Often, the places I work have no accessible bathrooms. If I’m lucky, there is a port-a-potty. This means trips to the woods and major considerations for cleanliness that men don’t have to face. Additionally, there is no “being clean.” I come to work prepared to leave muddy, dusty, scratched, and bruised. Besides the physical inconveniences, there is are the gender and racial slights, bias, and downright rudeness. Even Black people have questioned my presence in cemeteries, holding to some long-forgotten superstitions about evil spirits. There is no safe space for me in such an environment.
Every day, when I go to work, I must be courageous. This job is not one for the faint-hearted. Working in neglected and abandoned minority cemeteries requires me to walk in emotions of sadness, anger, frustration, love, joy. Sometimes all of these feelings flow through me in a single day, a single hour, a single instant. Helping descendants find the final resting places of their loved ones comes with even more pain. In many cases, their loved ones are lost to time, leading to a double injury for the living soul left behind. They have lost their loved ones’ physical presence, and now they have lost their metaphorical presence. The Black people who find their final rest in these cemeteries dealt with racism, bias, neglect, pain, and erasure in their lives. In their deaths, nothing has changed. I must push my own feelings aside to create a space for the living to mourn these injustices, to mourn their ancestors.

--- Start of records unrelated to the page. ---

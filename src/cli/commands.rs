//! Command implementations for the Naginata CLI.

use std::collections::HashMap;
use std::fs::File;
use std::io::{BufRead, BufReader};
use std::path::Path;
use std::time::Instant;

use serde::Deserialize;

use crate::analysis::AnalyzerConfig;
use crate::cli::args::*;
use crate::cli::output::*;
use crate::engine::{EngineConfig, SearchEngine};
use crate::error::{NaginataError, Result};

/// Execute a CLI command.
pub fn execute_command(args: NaginataArgs) -> Result<()> {
    match &args.command {
        Command::Create(create_args) => create_index(create_args.clone(), &args),
        Command::Add(add_args) => add_documents(add_args.clone(), &args),
        Command::Search(search_args) => search_index(search_args.clone(), &args),
        Command::Get(get_args) => get_document(get_args.clone(), &args),
        Command::Remove(remove_args) => remove_document(remove_args.clone(), &args),
        Command::Flush(flush_args) => flush_index(flush_args.clone(), &args),
        Command::Optimize(optimize_args) => optimize_index(optimize_args.clone(), &args),
        Command::Stats(stats_args) => show_stats(stats_args.clone(), &args),
        Command::Clear(clear_args) => clear_index(clear_args.clone(), &args),
    }
}

/// Open an existing index with its pinned analyzer policy.
fn open_engine(path: &Path) -> Result<SearchEngine> {
    SearchEngine::open(path, EngineConfig::default())
}

/// Create a new index.
fn create_index(args: CreateArgs, cli_args: &NaginataArgs) -> Result<()> {
    if args.exclusive && args.index_path.join("manifest.json").exists() {
        return Err(NaginataError::invalid_operation(format!(
            "an index already exists at {}",
            args.index_path.display()
        )));
    }

    let analyzer = match args.policy {
        PolicyArg::Ngram => AnalyzerConfig::ngram(args.gram_size),
        PolicyArg::Word => AnalyzerConfig::word(),
    };

    let engine = SearchEngine::open(
        &args.index_path,
        EngineConfig {
            analyzer,
            ..Default::default()
        },
    )?;
    engine.flush()?;

    output_result(
        "Index created",
        &CreateResult {
            path: args.index_path.to_string_lossy().to_string(),
            policy: match engine.analyzer().config().policy {
                crate::analysis::NormalizationPolicy::Ngram { size } => format!("ngram({size})"),
                crate::analysis::NormalizationPolicy::Word => "word".to_string(),
            },
        },
        cli_args,
    )
}

/// One line of a JSONL document file.
#[derive(Debug, Deserialize)]
struct DocRecord {
    id: u64,
    text: String,
    #[serde(default)]
    attributes: HashMap<String, String>,
}

/// Add documents from the command line or a JSONL file.
fn add_documents(args: AddArgs, cli_args: &NaginataArgs) -> Result<()> {
    let engine = open_engine(&args.index_path)?;
    let start = Instant::now();
    let mut added = 0usize;

    match (&args.id, &args.text, &args.file) {
        (Some(id), Some(text), None) => {
            engine.index(*id, text, HashMap::new())?;
            added += 1;
        }
        (None, None, Some(file)) => {
            let reader = BufReader::new(File::open(file)?);
            for (line_no, line) in reader.lines().enumerate() {
                let line = line?;
                if line.trim().is_empty() {
                    continue;
                }
                let record: DocRecord = serde_json::from_str(&line).map_err(|e| {
                    NaginataError::invalid_operation(format!(
                        "{}:{}: {e}",
                        file.display(),
                        line_no + 1
                    ))
                })?;
                engine.index(record.id, &record.text, record.attributes)?;
                added += 1;
            }
        }
        _ => {
            return Err(NaginataError::invalid_operation(
                "provide either --id and --text, or --file",
            ));
        }
    }

    if !args.no_flush {
        engine.flush()?;
    }

    let duration = start.elapsed();
    let duration_ms = duration.as_millis() as u64;
    output_result(
        "Documents added",
        &AddResult {
            documents_added: added,
            duration_ms,
            docs_per_second: added as f64 / duration.as_secs_f64().max(f64::EPSILON),
        },
        cli_args,
    )
}

/// Search an index.
fn search_index(args: SearchArgs, cli_args: &NaginataArgs) -> Result<()> {
    let engine = open_engine(&args.index_path)?;

    let start = Instant::now();
    let hits = engine.search(&args.query, args.limit)?;
    let duration_ms = start.elapsed().as_millis() as u64;

    let hits: Vec<HitOutput> = hits
        .into_iter()
        .map(|hit| {
            let text = if args.show_content {
                engine
                    .get(hit.doc_id)
                    .and_then(|d| d.text().map(String::from))
            } else {
                None
            };
            HitOutput {
                doc_id: hit.doc_id,
                score: hit.score,
                text,
            }
        })
        .collect();

    output_result(
        &format!("Results for: {}", args.query),
        &SearchOutput {
            total_hits: hits.len(),
            hits,
            duration_ms,
        },
        cli_args,
    )
}

/// Fetch one stored document.
fn get_document(args: GetArgs, cli_args: &NaginataArgs) -> Result<()> {
    let engine = open_engine(&args.index_path)?;

    let Some(doc) = engine.get(args.doc_id) else {
        return Err(NaginataError::invalid_operation(format!(
            "document {} not found",
            args.doc_id
        )));
    };

    output_result(
        "",
        &GetResult {
            doc_id: args.doc_id,
            text: doc.text().map(String::from),
            attributes: doc.attributes,
        },
        cli_args,
    )
}

/// Remove a document.
fn remove_document(args: RemoveArgs, cli_args: &NaginataArgs) -> Result<()> {
    let engine = open_engine(&args.index_path)?;
    let removed = engine.remove(args.doc_id)?;

    output_result(
        if removed {
            "Document removed"
        } else {
            "Document not found"
        },
        &RemoveResult {
            doc_id: args.doc_id,
            removed,
        },
        cli_args,
    )
}

/// Flush buffered documents.
fn flush_index(args: FlushArgs, cli_args: &NaginataArgs) -> Result<()> {
    let engine = open_engine(&args.index_path)?;
    engine.sync()?;

    output_result(
        "Index flushed",
        &FlushResult {
            segments: engine.stats().index.segment_count,
        },
        cli_args,
    )
}

/// Merge all segments and reclaim removed documents.
fn optimize_index(args: OptimizeArgs, cli_args: &NaginataArgs) -> Result<()> {
    let engine = open_engine(&args.index_path)?;

    let before = engine.stats().index.segment_count;
    let start = Instant::now();
    engine.optimize()?;
    let duration_ms = start.elapsed().as_millis() as u64;

    output_result(
        "Index optimized",
        &OptimizeResult {
            segments_before: before,
            segments_after: engine.stats().index.segment_count,
            duration_ms,
        },
        cli_args,
    )
}

/// Show statistics.
fn show_stats(args: StatsArgs, cli_args: &NaginataArgs) -> Result<()> {
    let engine = open_engine(&args.index_path)?;
    output_result("", &engine.stats(), cli_args)
}

/// Remove every document.
fn clear_index(args: ClearArgs, cli_args: &NaginataArgs) -> Result<()> {
    let engine = open_engine(&args.index_path)?;
    let before = engine.doc_count();

    if !args.yes {
        eprintln!(
            "This removes all {before} documents from {}. Continue? [y/N]",
            args.index_path.display()
        );
        let mut answer = String::new();
        std::io::stdin().read_line(&mut answer)?;
        if !answer.trim().eq_ignore_ascii_case("y") {
            return Err(NaginataError::invalid_operation("aborted"));
        }
    }

    engine.clear()?;
    output_result(
        "Index cleared",
        &ClearResult {
            documents_removed: before,
        },
        cli_args,
    )
}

It takes courage to hold myself together is such places of pain and greatness. Often, these cemeteries, abandoned by our local and federal governments, are home to great world-movers and history-makers. People who led organizations, fought for justice, created industries, and built cities. But, the value of the people is reflected in the care for the cemeteries. White and confederate cemeteries received federal funding while Black and minority cemeteries lay wasting away. Often, Black cemeteries are uprooted for building projects, highways, public parks, and schools. Daily, I ask myself, why here? Why this place? What is so precious about this piece of land? This piece of land that held no value to you 100 years ago when it was first sold to the city as a paupers’ cemetery, or an enslaved burial ground, or a Black cemetery…why does it suddenly hold value? Why do you not displace the final resting places of your own people? Are they more valuable, even in death?

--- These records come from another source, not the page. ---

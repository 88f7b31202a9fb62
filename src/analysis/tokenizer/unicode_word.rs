//! Unicode word tokenizer implementation.
//!
//! Splits text using Unicode word boundary rules (UAX #29) via the
//! `unicode-segmentation` crate, keeping only word segments that contain
//! alphanumeric content.
//!
//! # Examples
//!
//! ```
//! use naginata::analysis::tokenizer::Tokenizer;
//! use naginata::analysis::tokenizer::unicode_word::UnicodeWordTokenizer;
//!
//! let tokenizer = UnicodeWordTokenizer::new();
//! let tokens: Vec<_> = tokenizer.tokenize("Hello, world!").unwrap().collect();
//!
//! // Punctuation and whitespace are filtered out
//! assert_eq!(tokens[0].text, "Hello");
//! assert_eq!(tokens[1].text, "world");
//! ```

use unicode_segmentation::UnicodeSegmentation;

use crate::analysis::token::{Token, TokenStream};
use crate::analysis::tokenizer::Tokenizer;
use crate::error::Result;

/// A tokenizer that splits text on Unicode word boundaries.
#[derive(Clone, Debug, Default)]
pub struct UnicodeWordTokenizer;

impl UnicodeWordTokenizer {
    /// Create a new Unicode word tokenizer.
    pub fn new() -> Self {
        UnicodeWordTokenizer
    }
}

impl Tokenizer for UnicodeWordTokenizer {
    fn tokenize(&self, text: &str) -> Result<TokenStream> {
        let mut tokens = Vec::new();
        let mut position = 0u32;

        for (start_offset, word) in text.split_word_bound_indices() {
            if !word.chars().any(|c| c.is_alphanumeric()) {
                continue;
            }

            tokens.push(Token::with_offsets(
                word,
                position,
                start_offset,
                start_offset + word.len(),
            ));
            position += 1;
        }

        Ok(Box::new(tokens.into_iter()))
    }

    fn name(&self) -> &'static str {
        "unicode_word"
    }
}

#[cfg(test)]
mod tests {
    use super::*;

    #[test]
    fn test_basic_words() {
        let tokenizer = UnicodeWordTokenizer::new();
        let texts: Vec<_> = tokenizer
            .tokenize("the quick brown fox")
            .unwrap()
            .map(|t| t.text)
            .collect();
        assert_eq!(texts, vec!["the", "quick", "brown", "fox"]);
    }

    #[test]
    fn test_punctuation_filtered() {
        let tokenizer = UnicodeWordTokenizer::new();
        let tokens: Vec<_> = tokenizer.tokenize("Hello, world! (test)").unwrap().collect();

        let texts: Vec<_> = tokens.iter().map(|t| t.text.as_str()).collect();
        assert_eq!(texts, vec!["Hello", "world", "test"]);

        // Positions stay contiguous even though punctuation was skipped.
        let positions: Vec<_> = tokens.iter().map(|t| t.position).collect();
        assert_eq!(positions, vec![0, 1, 2]);
    }

    #[test]
    fn test_offsets() {
        let tokenizer = UnicodeWordTokenizer::new();
        let tokens: Vec<_> = tokenizer.tokenize("ab cd").unwrap().collect();
        assert_eq!(tokens[1].start_offset, 3);
        assert_eq!(tokens[1].end_offset, 5);
    }

    #[test]
    fn test_international_text() {
        let tokenizer = UnicodeWordTokenizer::new();
        let texts: Vec<_> = tokenizer
            .tokenize("café résumé")
            .unwrap()
            .map(|t| t.text)
            .collect();
        assert_eq!(texts, vec!["café", "résumé"]);
    }

    #[test]
    fn test_empty_input() {
        let tokenizer = UnicodeWordTokenizer::new();
        assert_eq!(tokenizer.tokenize("").unwrap().count(), 0);
        assert_eq!(tokenizer.tokenize("  ...  ").unwrap().count(), 0);
    }
}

So, each day, I gather my courage: the mental and moral strength to venture , persevere, and withstand danger, fear, or difficulty. I gather my courage and speak out against injustice and inequality. I speak out in support of Black and minority cemeteries. I risk not being popular, not being hired, not being liked or supported. I risk anger, hatred, intimidation, physical attack, and public scrutiny. I risk it because the treatment of our cemeteries reflects the treatment of our people. And, the treatment of Black people in this country is evident in the deplorable state of Black cemeteries.